Ferroresonance is a non-linear vibrational phenomenon that is generated by the electrical interaction of the inductance component with the capacitor component of a certain capacitance as the device of the inductance component such as a transformer is saturated due to the degradation, the waveform distortion of current and voltage, and the oscillation of overcurrent and overvoltage in a system. Recently, ferroresonance was generated from the waveform distortion of current and voltage, or the overvoltage or undervoltage phenomenon caused by the nature of an electrical power system and design technology of the transformer in the three phase transformer system. Hence, in general, ferroresonance analyzed by converting to the LC equivalent circuit. However, in general, the aforementioned analytical method only applies to the resonance phenomenon that is generated by the interaction of the capacitance of bussbar and grounding, and switching as the capacitor component with PT and the transformer as the inductance component in a system.
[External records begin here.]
//! Masterdata quality model.
//!
//! Each checker owns one defect code: it clears stale notes of that code and
//! adds a note for every field that currently shows the defect.

use lazy_static::lazy_static;
use regex::Regex;

use super::fields::{self, UNKNOWN};
use super::provenance::DefectCode;
use super::Record;

pub const QUALITY_MODEL_SOURCE: &str = "quality_model";

lazy_static! {
    static ref DOI_PATTERN: Regex = Regex::new(r"^10\.\d{4,9}/\S+$").unwrap();
    static ref YEAR_PATTERN: Regex = Regex::new(r"^\d{4}$").unwrap();
    static ref HTML_TAG: Regex = Regex::new(r"</?[a-zA-Z][a-zA-Z0-9]*[^<>]*>").unwrap();
    static ref PAGE_RANGE: Regex = Regex::new(r"^(\d+)\s*--\s*(\d+)$").unwrap();
}

/// Share of upper-case letters among all letters.
pub fn percent_upper_chars(input: &str) -> f64 {
    let letters: Vec<char> = input.chars().filter(|c| c.is_alphabetic()).collect();
    if letters.is_empty() {
        return 0.0;
    }
    let upper = letters.iter().filter(|c| c.is_uppercase()).count();
    upper as f64 / letters.len() as f64
}

type Checker = fn(&Record) -> Vec<String>;

fn missing(record: &Record) -> Vec<String> {
    fields::required_fields(&record.entrytype)
        .iter()
        .filter(|key| record.known(key).is_none())
        .map(|key| key.to_string())
        .collect()
}

fn inconsistent_with_entrytype(record: &Record) -> Vec<String> {
    fields::inconsistent_fields(&record.entrytype)
        .iter()
        .filter(|key| record.known(key).is_some())
        .map(|key| key.to_string())
        .collect()
}

fn mostly_all_caps(record: &Record) -> Vec<String> {
    [fields::TITLE, fields::AUTHOR, fields::JOURNAL, fields::BOOKTITLE]
        .iter()
        .filter(|key| {
            record.known(key).is_some_and(|value| {
                value.chars().filter(|c| c.is_alphabetic()).count() > 6
                    && percent_upper_chars(value) > 0.8
            })
        })
        .map(|key| key.to_string())
        .collect()
}

fn page_range(record: &Record) -> Vec<String> {
    let Some(pages) = record.known(fields::PAGES) else {
        return Vec::new();
    };
    let reversed = PAGE_RANGE.captures(pages).is_some_and(|caps| {
        let from: u64 = caps[1].parse().unwrap_or(0);
        let to: u64 = caps[2].parse().unwrap_or(u64::MAX);
        from > to
    });
    if reversed {
        vec![fields::PAGES.to_string()]
    } else {
        Vec::new()
    }
}

fn year_format(record: &Record) -> Vec<String> {
    match record.known(fields::YEAR) {
        Some(year) if !YEAR_PATTERN.is_match(year) => vec![fields::YEAR.to_string()],
        _ => Vec::new(),
    }
}

fn name_format_separators(record: &Record) -> Vec<String> {
    [fields::AUTHOR, fields::EDITOR]
        .iter()
        .filter(|key| {
            record.known(key).is_some_and(|value| {
                let trimmed = value.trim_end();
                value.contains(';')
                    || trimmed.ends_with(" and")
                    || trimmed.starts_with("and ")
                    || value.contains(" and and ")
            })
        })
        .map(|key| key.to_string())
        .collect()
}

fn container_title_abbreviated(record: &Record) -> Vec<String> {
    [fields::JOURNAL, fields::BOOKTITLE]
        .iter()
        .filter(|key| {
            record.known(key).is_some_and(|value| {
                let words: Vec<&str> = value.split_whitespace().collect();
                !words.is_empty()
                    && words.iter().any(|w| w.ends_with('.'))
                    && words.iter().all(|w| w.chars().count() <= 5)
            })
        })
        .map(|key| key.to_string())
        .collect()
}

fn doi_not_matching_pattern(record: &Record) -> Vec<String> {
    match record.known(fields::DOI) {
        Some(doi) if !DOI_PATTERN.is_match(doi) => vec![fields::DOI.to_string()],
        _ => Vec::new(),
    }
}

fn html_tags(record: &Record) -> Vec<String> {
    [fields::TITLE, fields::AUTHOR, fields::JOURNAL, fields::BOOKTITLE]
        .iter()
        .filter(|key| record.known(key).is_some_and(|v| HTML_TAG.is_match(v)))
        .map(|key| key.to_string())
        .collect()
}

fn thesis_with_multiple_authors(record: &Record) -> Vec<String> {
    let is_thesis = matches!(
        record.entrytype.as_str(),
        "phdthesis" | "mastersthesis" | "thesis"
    );
    match record.known(fields::AUTHOR) {
        Some(author) if is_thesis && author.contains(" and ") => vec![fields::AUTHOR.to_string()],
        _ => Vec::new(),
    }
}

const CHECKERS: &[(DefectCode, Checker)] = &[
    (DefectCode::Missing, missing),
    (DefectCode::InconsistentWithEntrytype, inconsistent_with_entrytype),
    (DefectCode::MostlyAllCaps, mostly_all_caps),
    (DefectCode::PageRange, page_range),
    (DefectCode::YearFormat, year_format),
    (DefectCode::NameFormatSeparators, name_format_separators),
    (DefectCode::ContainerTitleAbbreviated, container_title_abbreviated),
    (DefectCode::DoiNotMatchingPattern, doi_not_matching_pattern),
    (DefectCode::HtmlTags, html_tags),
    (DefectCode::ThesisWithMultipleAuthors, thesis_with_multiple_authors),
];

/// Runs every checker against the record. Curated records are left alone.
pub fn run_quality_model(record: &mut Record) {
    if record.masterdata_is_curated() {
        return;
    }
    for (code, checker) in CHECKERS {
        let flagged = checker(record);
        let stale: Vec<String> = record
            .masterdata_provenance
            .iter()
            .chain(record.data_provenance.iter())
            .filter(|(key, entry)| entry.defects().contains(code) && !flagged.contains(key))
            .map(|(key, _)| key.clone())
            .collect();
        for key in stale {
            record.remove_provenance_note(&key, code.as_str());
        }
        for key in flagged {
            let source = record
                .provenance_for(&key)
                .map(|p| p.source.clone())
                .unwrap_or_else(|| QUALITY_MODEL_SOURCE.to_string());
            if fields::is_masterdata(&key) || *code == DefectCode::Missing {
                record.add_masterdata_provenance_note(&key, code.as_str(), &source);
            } else {
                record.add_data_provenance_note(&key, code.as_str(), &source);
            }
        }
    }
    drop_empty_missing_entries(record);
}

/// Provenance entries created for a missing field disappear once nothing is left in them.
fn drop_empty_missing_entries(record: &mut Record) {
    let empty: Vec<String> = record
        .masterdata_provenance
        .iter()
        .filter(|(key, entry)| {
            entry.note.is_empty()
                && entry.source == QUALITY_MODEL_SOURCE
                && record.get(key).map_or(true, |v| v == UNKNOWN)
        })
        .map(|(key, _)| key.clone())
        .collect();
    for key in empty {
        record.masterdata_provenance.remove(&key);
    }
}

#[cfg(test)]
mod tests {
    use super::*;

    fn article() -> Record {
        let mut record = Record::new("Doe2021", "article");
        for (key, value) in [
            ("author", "Doe, John"),
            ("title", "Digital platforms"),
            ("journal", "MIS Quarterly"),
            ("year", "2021"),
            ("volume", "45"),
        ] {
            record.update_field(key, value, "search.bib/1", "").unwrap();
        }
        record
    }

    #[test]
    fn missing_fields_are_flagged_and_cleared() {
        let mut record = article();
        run_quality_model(&mut record);
        assert_eq!(
            record.defects(),
            vec![("number".to_string(), DefectCode::Missing)]
        );

        record.update_field("number", "2", "manual", "").unwrap();
        run_quality_model(&mut record);
        assert!(!record.has_quality_defects());
    }

    #[test]
    fn caps_and_year_format() {
        let mut record = article();
        record.update_field("number", "2", "src", "").unwrap();
        record.update_field("title", "DIGITAL PLATFORMS", "src", "").unwrap();
        record.update_field("year", "21", "src", "").unwrap();
        run_quality_model(&mut record);
        let defects: Vec<DefectCode> = record.defects().into_iter().map(|(_, d)| d).collect();
        assert!(defects.contains(&DefectCode::MostlyAllCaps));
        assert!(defects.contains(&DefectCode::YearFormat));
    }

    #[test]
    fn abbreviated_container_and_bad_doi() {
        let mut record = article();
        record.update_field("number", "2", "src", "").unwrap();
        record.update_field("journal", "MIS Q.", "src", "").unwrap();
        record.update_field("doi", "doi.org/10.1", "src", "").unwrap();
        run_quality_model(&mut record);
        let defects = record.defects();
        assert!(defects.contains(&("journal".to_string(), DefectCode::ContainerTitleAbbreviated)));
        assert!(defects.contains(&("doi".to_string(), DefectCode::DoiNotMatchingPattern)));
    }

    #[test]
    fn upper_share() {
        assert!(percent_upper_chars("ABC def") == 0.5);
        assert_eq!(percent_upper_chars("123"), 0.0);
    }
}
//! PDF-get-man: PDFs retrieved by hand, or marked as not available.

use std::path::PathBuf;

use super::pdf_get::link_pdf;
use super::{states_of, Operation, Outcome};
use crate::error::{ColrevError, Result};
use crate::process::{OperationsType, RecordState};
use crate::record::Record;
use crate::review_manager::ReviewManager;

#[derive(Debug, Clone, PartialEq, Eq)]
pub enum PdfRetrieval {
    Found { id: String, path: PathBuf },
    NotAvailable { id: String },
}

impl PdfRetrieval {
    fn id(&self) -> &str {
        match self {
            PdfRetrieval::Found { id, .. } | PdfRetrieval::NotAvailable { id } => id,
        }
    }
}

pub struct PdfGetMan<'a> {
    operation: Operation<'a>,
}

impl<'a> PdfGetMan<'a> {
    pub fn new(review_manager: &'a ReviewManager) -> Result<Self> {
        Ok(Self {
            operation: Operation::new(review_manager, OperationsType::PdfGetMan)?,
        })
    }

    pub fn pending(&self) -> Result<Vec<Record>> {
        let records = self.operation.review_manager().dataset().load_records()?;
        Ok(records
            .into_values()
            .filter(|r| r.status == RecordState::PdfNeedsManualRetrieval)
            .collect())
    }

    pub async fn run(&mut self, retrievals: &[PdfRetrieval]) -> Result<Outcome> {
        let rm = self.operation.review_manager();
        let mut records = rm.dataset().load_records()?;
        let before = states_of(&records);

        for retrieval in retrievals {
            let record = records
                .get_mut(retrieval.id())
                .filter(|r| r.status == RecordState::PdfNeedsManualRetrieval)
                .ok_or_else(|| {
                    ColrevError::InvalidInput(format!(
                        "{} is not in pdf_needs_manual_retrieval",
                        retrieval.id()
                    ))
                })?;
            match retrieval {
                PdfRetrieval::Found { path, .. } => {
                    let path = if path.is_absolute() {
                        path.clone()
                    } else {
                        rm.paths().root().join(path)
                    };
                    if !path.is_file() {
                        return Err(ColrevError::InvalidInput(format!("{} does not exist", path.display())));
                    }
                    link_pdf(rm.paths(), rm.settings().pdf_get.pdf_path_type, record, &path, "manual")?;
                    record.status = RecordState::PdfImported;
                }
                PdfRetrieval::NotAvailable { .. } => record.status = RecordState::PdfNotAvailable,
            }
        }
        self.operation.add_endpoint("manual");
        let found = retrievals
            .iter()
            .filter(|r| matches!(r, PdfRetrieval::Found { .. }))
            .count();
        let summary = format!(
            "{found} PDFs retrieved manually, {} not available",
            retrievals.len() - found
        );
        self.operation.save_and_commit(&summary, &before, &records, &[])
    }
}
Subsequently, the condition where ferroresonance was generated since overvoltage was supplied as line voltage to the phase voltage and thus the iron core is saturated due to the interconnection between grounded and ungrounded systems could not be analyzed when single phase PT was connected in a ${\Delta}$/Y connection system. In this study, voltage swell in the configuration of grounded circuit of a step-up transformer with the ${\Delta}-{\Delta}$ connection linked to PT for control power and the ferroresonance generated by overvoltage when the line voltage of the ${\Delta}-{\Delta}$ connection was connected to the phase voltage of the grounded Y-Y connection were analyzed using PSCAD / EMTDC through the failure case of the transformer caused by ferroresonance in the system with the ${\Delta}-{\Delta}$/Y-Y connection, and subsequently, the preventive measure of ferroresonance was proposed.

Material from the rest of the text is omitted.